* Instructions to follow: Where in the listing does the string "impl" appear? Copy every line that holds it.

[Extracted records]

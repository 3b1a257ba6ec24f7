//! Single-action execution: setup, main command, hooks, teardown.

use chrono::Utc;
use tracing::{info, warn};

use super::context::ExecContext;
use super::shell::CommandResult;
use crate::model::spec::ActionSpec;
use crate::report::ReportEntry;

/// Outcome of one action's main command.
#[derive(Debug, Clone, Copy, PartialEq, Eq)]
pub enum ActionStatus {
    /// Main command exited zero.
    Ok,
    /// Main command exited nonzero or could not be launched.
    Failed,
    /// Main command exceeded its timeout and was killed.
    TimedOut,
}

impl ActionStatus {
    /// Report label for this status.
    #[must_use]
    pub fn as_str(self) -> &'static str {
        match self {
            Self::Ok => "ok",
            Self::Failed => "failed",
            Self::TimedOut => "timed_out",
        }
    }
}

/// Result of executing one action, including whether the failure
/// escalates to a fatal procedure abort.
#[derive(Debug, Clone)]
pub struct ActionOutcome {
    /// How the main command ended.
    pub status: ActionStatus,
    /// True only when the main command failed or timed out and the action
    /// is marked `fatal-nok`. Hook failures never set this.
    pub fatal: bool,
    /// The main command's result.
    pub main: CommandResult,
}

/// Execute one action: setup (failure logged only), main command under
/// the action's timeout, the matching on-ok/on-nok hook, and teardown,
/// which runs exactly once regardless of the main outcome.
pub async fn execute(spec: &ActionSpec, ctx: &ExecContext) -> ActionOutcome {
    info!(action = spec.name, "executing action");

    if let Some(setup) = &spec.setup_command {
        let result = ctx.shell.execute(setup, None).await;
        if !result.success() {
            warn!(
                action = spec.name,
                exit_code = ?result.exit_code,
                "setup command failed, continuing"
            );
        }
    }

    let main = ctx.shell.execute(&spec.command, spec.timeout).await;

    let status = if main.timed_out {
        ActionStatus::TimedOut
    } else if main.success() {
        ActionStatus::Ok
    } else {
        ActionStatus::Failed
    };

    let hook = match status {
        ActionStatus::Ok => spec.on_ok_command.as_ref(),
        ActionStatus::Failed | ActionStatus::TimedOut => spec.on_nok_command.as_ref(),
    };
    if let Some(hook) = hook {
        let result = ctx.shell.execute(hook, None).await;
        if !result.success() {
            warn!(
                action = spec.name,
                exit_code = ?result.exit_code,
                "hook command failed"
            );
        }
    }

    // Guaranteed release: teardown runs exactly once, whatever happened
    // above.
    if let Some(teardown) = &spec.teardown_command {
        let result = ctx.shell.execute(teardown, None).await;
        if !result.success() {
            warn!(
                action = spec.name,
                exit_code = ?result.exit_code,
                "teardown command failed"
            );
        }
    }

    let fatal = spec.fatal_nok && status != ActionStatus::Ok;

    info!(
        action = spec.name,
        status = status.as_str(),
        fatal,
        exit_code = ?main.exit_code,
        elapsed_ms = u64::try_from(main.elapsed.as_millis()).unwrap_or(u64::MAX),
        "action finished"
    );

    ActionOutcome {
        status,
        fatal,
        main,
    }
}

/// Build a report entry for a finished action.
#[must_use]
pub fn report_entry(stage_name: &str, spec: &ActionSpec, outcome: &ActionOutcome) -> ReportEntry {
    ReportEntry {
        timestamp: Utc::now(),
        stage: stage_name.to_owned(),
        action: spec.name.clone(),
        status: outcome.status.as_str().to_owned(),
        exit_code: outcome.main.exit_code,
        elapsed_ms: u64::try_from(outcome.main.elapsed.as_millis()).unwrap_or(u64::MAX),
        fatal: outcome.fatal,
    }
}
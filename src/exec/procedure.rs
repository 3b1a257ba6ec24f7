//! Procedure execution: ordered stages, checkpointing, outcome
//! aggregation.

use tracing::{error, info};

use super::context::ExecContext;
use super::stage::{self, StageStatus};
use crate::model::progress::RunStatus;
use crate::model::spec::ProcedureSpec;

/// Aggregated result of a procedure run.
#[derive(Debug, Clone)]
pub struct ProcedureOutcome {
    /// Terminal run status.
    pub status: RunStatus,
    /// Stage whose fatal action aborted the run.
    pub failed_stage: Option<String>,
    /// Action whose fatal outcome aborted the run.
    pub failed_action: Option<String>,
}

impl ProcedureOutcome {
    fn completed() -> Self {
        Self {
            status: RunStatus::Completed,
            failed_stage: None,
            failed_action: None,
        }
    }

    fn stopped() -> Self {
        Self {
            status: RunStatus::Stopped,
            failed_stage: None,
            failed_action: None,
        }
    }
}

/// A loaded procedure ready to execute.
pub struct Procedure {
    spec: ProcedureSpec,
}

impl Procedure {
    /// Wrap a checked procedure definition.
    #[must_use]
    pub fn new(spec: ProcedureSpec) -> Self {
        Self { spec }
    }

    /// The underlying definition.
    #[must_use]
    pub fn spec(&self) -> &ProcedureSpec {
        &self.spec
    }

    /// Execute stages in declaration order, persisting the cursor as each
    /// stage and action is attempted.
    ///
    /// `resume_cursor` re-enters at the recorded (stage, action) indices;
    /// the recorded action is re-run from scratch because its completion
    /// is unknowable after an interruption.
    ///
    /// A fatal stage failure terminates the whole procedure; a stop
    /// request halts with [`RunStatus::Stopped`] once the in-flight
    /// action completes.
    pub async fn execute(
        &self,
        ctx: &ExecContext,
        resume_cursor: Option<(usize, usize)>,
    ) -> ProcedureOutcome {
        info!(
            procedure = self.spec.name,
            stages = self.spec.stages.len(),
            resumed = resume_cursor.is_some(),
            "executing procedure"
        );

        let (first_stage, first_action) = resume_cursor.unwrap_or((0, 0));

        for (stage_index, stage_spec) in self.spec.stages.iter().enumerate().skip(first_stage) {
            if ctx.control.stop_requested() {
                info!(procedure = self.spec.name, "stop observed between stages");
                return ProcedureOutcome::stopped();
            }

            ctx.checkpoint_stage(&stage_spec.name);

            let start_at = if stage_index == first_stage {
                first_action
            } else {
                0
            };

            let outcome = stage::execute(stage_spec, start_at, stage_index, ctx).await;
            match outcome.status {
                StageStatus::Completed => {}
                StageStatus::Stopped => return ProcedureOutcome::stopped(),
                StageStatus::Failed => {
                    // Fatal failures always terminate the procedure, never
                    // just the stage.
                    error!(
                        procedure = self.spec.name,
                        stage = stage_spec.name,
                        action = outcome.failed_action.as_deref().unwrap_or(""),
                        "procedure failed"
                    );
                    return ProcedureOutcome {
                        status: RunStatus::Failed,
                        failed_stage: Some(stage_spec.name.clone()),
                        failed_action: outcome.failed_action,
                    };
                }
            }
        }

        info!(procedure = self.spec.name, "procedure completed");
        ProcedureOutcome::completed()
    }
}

[/Extracted records]
[Extracted records]

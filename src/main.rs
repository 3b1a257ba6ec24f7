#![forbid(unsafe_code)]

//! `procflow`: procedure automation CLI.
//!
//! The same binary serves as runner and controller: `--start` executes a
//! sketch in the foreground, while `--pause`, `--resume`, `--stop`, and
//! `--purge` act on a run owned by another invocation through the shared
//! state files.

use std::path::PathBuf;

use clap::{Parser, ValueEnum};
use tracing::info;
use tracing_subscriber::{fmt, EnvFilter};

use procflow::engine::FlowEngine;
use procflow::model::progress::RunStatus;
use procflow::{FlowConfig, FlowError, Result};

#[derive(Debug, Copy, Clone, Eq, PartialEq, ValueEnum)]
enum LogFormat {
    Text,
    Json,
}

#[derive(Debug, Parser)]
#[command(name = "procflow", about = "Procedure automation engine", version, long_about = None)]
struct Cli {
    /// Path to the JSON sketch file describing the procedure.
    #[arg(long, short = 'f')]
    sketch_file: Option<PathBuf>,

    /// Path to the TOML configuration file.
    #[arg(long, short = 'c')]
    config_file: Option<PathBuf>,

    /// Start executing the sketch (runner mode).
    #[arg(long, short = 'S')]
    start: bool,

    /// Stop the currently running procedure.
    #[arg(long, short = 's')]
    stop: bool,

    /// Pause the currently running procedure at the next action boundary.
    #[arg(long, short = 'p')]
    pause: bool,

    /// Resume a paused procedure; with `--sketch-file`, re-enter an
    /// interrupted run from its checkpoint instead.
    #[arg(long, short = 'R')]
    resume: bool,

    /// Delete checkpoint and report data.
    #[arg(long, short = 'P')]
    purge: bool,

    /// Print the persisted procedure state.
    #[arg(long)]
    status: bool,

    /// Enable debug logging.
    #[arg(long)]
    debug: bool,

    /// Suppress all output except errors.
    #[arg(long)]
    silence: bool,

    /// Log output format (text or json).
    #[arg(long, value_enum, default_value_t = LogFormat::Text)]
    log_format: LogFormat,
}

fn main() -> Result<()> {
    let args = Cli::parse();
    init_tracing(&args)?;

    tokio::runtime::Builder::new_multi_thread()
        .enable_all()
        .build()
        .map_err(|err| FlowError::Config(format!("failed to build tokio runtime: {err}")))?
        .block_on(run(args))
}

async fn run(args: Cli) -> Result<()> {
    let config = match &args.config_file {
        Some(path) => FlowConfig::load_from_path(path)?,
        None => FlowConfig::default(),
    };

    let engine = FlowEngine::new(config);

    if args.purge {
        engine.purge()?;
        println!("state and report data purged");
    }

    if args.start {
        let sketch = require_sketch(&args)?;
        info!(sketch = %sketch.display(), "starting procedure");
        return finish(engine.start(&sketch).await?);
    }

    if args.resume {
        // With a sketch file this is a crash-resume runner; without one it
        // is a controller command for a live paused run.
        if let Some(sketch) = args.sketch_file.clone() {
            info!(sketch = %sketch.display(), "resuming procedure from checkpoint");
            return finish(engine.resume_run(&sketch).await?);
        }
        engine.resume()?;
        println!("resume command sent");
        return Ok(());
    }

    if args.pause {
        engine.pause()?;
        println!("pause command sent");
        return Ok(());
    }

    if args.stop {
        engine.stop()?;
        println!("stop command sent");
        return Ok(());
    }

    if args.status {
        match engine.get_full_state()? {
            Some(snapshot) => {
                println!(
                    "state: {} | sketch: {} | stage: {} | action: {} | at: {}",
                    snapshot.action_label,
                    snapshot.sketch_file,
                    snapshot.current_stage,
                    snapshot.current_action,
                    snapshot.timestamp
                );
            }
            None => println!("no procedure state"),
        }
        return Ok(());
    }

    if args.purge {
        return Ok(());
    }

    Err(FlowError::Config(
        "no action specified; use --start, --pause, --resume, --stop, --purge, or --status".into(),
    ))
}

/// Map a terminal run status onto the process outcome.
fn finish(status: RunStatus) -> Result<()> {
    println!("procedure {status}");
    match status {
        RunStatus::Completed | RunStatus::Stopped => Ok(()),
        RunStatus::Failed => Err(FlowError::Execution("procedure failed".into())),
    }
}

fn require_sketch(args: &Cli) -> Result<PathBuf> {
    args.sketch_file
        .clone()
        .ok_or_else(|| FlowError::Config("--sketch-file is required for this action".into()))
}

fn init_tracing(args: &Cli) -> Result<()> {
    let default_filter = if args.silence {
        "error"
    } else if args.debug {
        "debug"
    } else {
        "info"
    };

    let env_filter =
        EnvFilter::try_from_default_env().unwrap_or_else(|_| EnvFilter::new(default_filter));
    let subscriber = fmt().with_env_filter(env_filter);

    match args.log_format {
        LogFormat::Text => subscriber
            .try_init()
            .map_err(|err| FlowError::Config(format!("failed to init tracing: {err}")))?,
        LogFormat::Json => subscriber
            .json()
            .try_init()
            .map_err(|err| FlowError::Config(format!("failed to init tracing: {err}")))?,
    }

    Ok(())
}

[/Extracted records]

* Exercise result:
impl ActionStatus {
impl ProcedureOutcome {
impl Procedure {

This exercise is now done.